*** Opening RECORDS TO USE ***
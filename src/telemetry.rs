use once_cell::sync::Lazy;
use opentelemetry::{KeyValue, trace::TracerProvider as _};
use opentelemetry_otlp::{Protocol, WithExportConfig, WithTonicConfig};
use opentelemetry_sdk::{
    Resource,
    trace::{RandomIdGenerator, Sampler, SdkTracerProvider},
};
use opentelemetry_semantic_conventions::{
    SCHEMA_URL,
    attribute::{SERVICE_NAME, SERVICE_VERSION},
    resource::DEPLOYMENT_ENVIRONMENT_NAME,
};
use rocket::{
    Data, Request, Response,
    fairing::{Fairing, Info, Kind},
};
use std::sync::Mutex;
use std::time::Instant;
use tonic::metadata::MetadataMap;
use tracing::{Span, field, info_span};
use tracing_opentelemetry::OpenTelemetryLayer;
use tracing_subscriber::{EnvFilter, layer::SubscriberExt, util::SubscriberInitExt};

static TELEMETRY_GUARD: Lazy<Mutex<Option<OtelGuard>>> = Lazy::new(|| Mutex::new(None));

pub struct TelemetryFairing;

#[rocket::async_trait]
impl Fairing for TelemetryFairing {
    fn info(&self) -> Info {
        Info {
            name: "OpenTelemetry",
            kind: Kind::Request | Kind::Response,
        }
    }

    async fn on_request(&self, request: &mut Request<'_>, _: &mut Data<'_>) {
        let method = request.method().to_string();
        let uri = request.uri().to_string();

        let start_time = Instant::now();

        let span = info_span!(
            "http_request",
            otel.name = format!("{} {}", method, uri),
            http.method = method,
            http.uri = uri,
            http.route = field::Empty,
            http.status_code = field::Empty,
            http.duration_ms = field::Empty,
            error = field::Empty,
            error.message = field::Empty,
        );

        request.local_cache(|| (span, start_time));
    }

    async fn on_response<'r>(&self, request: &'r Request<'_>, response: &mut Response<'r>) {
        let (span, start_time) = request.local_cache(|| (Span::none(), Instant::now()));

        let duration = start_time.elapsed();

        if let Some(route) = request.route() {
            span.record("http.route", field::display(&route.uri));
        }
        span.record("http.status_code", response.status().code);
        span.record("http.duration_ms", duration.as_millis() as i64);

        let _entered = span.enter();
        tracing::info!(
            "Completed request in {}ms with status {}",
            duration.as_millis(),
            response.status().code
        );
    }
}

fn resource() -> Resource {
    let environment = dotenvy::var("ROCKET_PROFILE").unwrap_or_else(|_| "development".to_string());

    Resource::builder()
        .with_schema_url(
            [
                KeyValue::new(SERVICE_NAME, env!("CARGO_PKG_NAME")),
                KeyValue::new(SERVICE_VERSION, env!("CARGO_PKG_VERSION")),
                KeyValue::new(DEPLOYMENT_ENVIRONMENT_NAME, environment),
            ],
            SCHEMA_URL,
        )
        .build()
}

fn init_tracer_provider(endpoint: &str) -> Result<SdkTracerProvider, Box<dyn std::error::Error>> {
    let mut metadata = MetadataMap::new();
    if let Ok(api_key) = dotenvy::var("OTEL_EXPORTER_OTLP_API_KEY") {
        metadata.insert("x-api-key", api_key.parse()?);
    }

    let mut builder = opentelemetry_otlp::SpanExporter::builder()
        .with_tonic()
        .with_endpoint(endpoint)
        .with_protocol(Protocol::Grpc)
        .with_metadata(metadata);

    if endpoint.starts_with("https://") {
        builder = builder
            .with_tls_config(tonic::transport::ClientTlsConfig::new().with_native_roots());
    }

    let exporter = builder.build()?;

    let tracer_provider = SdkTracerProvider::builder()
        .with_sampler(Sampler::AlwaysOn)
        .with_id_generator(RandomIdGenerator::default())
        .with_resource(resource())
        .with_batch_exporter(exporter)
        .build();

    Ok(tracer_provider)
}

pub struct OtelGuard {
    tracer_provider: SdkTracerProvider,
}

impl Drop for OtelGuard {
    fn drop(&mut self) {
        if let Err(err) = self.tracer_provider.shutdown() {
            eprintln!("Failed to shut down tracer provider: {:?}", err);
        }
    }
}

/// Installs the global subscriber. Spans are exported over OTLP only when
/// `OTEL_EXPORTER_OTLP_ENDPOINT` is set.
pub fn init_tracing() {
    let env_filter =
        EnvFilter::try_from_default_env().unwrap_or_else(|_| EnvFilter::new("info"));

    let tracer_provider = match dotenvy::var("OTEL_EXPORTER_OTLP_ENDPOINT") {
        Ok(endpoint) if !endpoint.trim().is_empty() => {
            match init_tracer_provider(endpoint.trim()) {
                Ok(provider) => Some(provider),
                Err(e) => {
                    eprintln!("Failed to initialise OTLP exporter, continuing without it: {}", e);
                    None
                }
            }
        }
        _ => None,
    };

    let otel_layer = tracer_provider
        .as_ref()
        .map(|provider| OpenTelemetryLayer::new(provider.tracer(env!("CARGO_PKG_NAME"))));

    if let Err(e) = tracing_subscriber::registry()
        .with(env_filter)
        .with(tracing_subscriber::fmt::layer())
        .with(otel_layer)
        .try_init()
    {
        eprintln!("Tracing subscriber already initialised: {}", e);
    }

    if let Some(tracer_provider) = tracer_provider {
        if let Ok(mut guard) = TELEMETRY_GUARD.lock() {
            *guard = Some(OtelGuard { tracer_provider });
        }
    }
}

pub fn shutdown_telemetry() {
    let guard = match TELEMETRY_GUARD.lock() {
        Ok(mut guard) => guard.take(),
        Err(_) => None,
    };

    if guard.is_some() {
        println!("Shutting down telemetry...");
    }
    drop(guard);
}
*** Closing RECORDS TO USE ***
*** Opening RECORDS TO USE ***
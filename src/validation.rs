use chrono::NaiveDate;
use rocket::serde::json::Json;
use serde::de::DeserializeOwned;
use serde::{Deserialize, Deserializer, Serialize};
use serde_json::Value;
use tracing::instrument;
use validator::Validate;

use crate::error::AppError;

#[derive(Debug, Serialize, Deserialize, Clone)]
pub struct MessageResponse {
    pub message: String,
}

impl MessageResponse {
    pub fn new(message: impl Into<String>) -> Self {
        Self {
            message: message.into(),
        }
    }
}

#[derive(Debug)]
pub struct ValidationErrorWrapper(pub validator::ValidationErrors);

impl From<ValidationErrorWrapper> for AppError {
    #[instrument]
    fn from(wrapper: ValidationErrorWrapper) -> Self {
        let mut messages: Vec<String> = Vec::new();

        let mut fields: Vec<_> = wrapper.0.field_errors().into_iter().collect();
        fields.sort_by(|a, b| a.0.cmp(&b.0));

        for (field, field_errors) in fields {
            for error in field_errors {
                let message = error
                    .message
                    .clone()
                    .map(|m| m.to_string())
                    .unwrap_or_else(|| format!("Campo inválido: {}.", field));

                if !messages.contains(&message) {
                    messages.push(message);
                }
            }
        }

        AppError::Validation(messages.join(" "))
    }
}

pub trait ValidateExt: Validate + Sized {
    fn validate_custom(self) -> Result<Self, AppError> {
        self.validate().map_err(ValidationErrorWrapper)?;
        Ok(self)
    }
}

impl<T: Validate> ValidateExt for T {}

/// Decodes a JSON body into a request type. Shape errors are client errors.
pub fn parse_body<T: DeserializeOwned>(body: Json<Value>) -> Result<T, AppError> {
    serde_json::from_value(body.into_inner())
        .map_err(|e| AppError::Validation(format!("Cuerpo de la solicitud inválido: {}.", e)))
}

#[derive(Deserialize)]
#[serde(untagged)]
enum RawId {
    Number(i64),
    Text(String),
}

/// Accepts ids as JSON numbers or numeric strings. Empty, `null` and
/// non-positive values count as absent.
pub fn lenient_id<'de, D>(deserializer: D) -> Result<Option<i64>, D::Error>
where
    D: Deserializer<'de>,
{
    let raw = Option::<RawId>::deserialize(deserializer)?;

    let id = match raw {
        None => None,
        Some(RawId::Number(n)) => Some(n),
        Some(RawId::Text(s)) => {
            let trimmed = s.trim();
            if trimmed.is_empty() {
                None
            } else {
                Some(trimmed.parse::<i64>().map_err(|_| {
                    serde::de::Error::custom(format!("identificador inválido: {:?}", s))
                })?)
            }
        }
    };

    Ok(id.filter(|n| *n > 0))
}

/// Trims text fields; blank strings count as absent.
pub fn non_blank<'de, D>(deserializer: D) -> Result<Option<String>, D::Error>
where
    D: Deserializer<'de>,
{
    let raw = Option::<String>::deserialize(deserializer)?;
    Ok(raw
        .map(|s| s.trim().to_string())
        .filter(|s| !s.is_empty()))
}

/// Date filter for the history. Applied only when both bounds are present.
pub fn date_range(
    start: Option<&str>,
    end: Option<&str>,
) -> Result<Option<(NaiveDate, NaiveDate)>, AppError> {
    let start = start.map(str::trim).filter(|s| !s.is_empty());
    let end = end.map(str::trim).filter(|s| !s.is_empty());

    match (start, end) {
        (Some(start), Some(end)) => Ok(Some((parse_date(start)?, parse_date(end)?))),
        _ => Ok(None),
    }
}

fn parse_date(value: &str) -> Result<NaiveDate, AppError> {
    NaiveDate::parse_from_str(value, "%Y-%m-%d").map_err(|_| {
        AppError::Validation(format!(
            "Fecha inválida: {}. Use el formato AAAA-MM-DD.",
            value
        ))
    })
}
*** Closing RECORDS TO USE ***
*** Opening RECORDS TO USE ***
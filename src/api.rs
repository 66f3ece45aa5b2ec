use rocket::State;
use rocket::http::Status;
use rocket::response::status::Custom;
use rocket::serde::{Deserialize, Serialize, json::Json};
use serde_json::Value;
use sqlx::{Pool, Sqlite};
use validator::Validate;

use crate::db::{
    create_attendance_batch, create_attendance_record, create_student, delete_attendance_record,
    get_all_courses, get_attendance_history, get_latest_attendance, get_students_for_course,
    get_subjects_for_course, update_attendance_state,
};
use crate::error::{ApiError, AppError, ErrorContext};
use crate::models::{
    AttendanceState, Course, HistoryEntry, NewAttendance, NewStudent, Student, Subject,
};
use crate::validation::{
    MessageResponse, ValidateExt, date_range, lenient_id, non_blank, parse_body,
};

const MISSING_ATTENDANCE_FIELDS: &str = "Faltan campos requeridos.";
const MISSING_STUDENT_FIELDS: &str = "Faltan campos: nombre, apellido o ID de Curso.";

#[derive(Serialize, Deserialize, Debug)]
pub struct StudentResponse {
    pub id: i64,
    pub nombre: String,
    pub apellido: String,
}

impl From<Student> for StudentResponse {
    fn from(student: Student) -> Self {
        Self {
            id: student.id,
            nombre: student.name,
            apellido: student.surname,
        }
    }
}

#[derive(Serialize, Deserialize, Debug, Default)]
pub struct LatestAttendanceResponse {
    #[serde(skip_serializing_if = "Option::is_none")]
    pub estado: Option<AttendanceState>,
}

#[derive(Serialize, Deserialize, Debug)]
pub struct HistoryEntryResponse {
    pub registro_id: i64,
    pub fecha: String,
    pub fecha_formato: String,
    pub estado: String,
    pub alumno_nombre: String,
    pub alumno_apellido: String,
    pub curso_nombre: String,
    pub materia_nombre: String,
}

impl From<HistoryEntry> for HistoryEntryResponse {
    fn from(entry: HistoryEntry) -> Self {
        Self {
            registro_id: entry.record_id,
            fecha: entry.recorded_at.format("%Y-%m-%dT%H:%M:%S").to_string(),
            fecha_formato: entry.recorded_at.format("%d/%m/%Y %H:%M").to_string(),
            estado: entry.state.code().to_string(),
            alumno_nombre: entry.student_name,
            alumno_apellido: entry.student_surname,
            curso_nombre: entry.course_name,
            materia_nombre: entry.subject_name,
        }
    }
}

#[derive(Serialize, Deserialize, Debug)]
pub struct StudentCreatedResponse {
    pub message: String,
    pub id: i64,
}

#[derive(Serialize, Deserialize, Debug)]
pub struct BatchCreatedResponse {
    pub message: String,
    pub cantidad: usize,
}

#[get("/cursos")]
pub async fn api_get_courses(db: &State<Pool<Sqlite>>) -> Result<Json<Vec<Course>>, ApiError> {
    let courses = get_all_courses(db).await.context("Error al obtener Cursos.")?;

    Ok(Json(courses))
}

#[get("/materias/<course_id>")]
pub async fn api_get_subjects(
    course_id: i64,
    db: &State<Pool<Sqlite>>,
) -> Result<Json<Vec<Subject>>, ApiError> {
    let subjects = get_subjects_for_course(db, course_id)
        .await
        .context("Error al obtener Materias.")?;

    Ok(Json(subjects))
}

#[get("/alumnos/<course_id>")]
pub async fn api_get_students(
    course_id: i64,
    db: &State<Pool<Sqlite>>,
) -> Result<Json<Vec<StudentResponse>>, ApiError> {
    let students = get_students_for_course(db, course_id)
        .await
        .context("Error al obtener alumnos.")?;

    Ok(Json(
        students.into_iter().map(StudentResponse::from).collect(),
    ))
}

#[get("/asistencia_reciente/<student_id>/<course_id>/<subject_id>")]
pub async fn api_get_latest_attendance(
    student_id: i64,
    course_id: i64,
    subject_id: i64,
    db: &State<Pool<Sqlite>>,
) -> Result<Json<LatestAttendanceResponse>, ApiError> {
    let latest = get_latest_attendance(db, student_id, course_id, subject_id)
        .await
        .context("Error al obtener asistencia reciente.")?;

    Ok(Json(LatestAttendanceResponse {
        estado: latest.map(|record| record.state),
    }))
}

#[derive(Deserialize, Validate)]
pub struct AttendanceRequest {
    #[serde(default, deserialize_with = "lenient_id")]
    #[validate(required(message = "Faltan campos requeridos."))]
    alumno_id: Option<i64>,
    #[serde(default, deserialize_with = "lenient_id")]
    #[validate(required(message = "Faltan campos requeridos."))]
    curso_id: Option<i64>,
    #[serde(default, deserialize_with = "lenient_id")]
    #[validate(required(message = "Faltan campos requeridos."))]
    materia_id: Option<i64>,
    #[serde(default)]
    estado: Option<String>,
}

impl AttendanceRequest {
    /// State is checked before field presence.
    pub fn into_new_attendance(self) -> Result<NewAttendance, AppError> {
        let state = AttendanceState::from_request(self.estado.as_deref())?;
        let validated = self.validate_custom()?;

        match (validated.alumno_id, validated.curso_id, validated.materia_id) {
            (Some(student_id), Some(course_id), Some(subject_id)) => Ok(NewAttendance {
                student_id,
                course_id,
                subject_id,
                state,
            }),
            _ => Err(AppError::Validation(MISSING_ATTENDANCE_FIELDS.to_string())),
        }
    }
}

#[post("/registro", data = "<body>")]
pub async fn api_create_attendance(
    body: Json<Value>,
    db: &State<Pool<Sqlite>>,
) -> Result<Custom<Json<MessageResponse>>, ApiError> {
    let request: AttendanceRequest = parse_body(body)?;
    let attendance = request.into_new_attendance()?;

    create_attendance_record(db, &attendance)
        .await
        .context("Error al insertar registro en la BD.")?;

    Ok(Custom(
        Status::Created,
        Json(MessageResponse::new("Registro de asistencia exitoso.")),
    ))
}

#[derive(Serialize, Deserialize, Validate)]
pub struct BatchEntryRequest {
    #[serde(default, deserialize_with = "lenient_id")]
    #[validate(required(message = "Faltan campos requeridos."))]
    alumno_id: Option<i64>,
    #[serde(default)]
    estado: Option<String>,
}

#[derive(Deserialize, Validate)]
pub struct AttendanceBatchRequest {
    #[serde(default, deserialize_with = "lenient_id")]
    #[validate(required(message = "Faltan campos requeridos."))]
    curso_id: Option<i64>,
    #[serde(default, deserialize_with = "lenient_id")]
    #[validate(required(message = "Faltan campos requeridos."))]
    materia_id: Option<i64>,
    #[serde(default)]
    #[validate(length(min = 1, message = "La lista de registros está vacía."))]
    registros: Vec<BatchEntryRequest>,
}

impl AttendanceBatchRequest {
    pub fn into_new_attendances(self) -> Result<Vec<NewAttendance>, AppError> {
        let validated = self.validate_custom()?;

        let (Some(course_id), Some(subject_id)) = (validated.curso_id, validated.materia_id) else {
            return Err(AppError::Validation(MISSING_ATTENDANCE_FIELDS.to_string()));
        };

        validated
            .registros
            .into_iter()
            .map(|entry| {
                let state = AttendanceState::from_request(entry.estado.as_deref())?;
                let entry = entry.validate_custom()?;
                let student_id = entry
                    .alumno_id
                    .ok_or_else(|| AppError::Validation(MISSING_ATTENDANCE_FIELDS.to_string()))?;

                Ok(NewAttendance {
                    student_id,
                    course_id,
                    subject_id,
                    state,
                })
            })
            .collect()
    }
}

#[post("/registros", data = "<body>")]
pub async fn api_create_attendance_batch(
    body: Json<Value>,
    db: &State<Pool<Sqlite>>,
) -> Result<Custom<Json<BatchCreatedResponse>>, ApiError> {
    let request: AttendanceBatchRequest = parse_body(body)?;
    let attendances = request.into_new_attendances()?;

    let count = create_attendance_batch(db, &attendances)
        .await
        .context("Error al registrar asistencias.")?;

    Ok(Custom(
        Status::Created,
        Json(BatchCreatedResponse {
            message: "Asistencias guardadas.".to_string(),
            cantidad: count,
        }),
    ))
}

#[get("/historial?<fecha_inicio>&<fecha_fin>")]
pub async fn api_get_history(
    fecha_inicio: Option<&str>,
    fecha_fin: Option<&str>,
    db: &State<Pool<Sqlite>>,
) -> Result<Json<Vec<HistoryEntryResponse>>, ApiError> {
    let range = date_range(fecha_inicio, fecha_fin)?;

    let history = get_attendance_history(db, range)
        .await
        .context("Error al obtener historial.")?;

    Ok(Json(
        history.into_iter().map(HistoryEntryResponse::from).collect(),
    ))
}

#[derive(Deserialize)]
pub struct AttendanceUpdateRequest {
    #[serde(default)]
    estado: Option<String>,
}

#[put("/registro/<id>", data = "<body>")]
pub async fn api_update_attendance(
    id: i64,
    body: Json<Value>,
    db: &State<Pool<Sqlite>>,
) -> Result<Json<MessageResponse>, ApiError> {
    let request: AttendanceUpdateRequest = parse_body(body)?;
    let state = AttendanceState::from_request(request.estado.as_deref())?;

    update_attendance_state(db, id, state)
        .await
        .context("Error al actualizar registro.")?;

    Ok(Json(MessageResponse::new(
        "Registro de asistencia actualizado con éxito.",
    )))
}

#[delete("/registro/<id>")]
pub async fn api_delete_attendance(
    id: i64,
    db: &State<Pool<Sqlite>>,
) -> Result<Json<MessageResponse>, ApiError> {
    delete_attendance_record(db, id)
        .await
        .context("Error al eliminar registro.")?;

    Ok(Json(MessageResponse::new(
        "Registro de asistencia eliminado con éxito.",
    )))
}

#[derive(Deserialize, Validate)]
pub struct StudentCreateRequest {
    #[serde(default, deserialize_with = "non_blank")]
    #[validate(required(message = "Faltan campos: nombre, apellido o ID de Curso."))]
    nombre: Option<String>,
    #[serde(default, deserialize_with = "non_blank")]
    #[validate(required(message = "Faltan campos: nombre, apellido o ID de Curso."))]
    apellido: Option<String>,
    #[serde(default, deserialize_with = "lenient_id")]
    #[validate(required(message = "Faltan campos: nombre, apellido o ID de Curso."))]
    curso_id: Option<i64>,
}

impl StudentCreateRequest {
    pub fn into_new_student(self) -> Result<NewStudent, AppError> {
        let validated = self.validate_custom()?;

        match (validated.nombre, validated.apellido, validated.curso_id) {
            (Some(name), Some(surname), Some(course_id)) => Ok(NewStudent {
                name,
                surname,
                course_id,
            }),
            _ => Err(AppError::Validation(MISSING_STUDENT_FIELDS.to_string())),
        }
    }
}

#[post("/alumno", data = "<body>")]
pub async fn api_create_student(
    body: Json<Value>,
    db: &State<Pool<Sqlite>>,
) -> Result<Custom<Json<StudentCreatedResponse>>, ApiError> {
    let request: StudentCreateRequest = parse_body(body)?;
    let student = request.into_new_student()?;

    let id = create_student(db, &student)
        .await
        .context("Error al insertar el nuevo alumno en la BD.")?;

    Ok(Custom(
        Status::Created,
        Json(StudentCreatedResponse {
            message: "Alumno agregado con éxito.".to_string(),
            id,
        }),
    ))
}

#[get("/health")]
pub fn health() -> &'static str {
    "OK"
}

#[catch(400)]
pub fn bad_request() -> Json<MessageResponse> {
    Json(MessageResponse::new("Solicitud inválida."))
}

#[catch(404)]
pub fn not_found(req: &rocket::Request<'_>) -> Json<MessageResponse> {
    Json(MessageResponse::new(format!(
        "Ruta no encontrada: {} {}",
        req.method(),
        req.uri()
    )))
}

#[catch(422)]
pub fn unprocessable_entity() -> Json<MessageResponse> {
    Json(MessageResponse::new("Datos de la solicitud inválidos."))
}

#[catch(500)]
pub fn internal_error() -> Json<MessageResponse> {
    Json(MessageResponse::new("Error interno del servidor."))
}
*** Closing RECORDS TO USE ***
▸ **TASK BRIEF**
Using the records above, filter out every line that lacks the string "TelemetryFairing" and copy the rest.

▸ **RESPONSE AREA**
pub struct TelemetryFairing;
impl Fairing for TelemetryFairing {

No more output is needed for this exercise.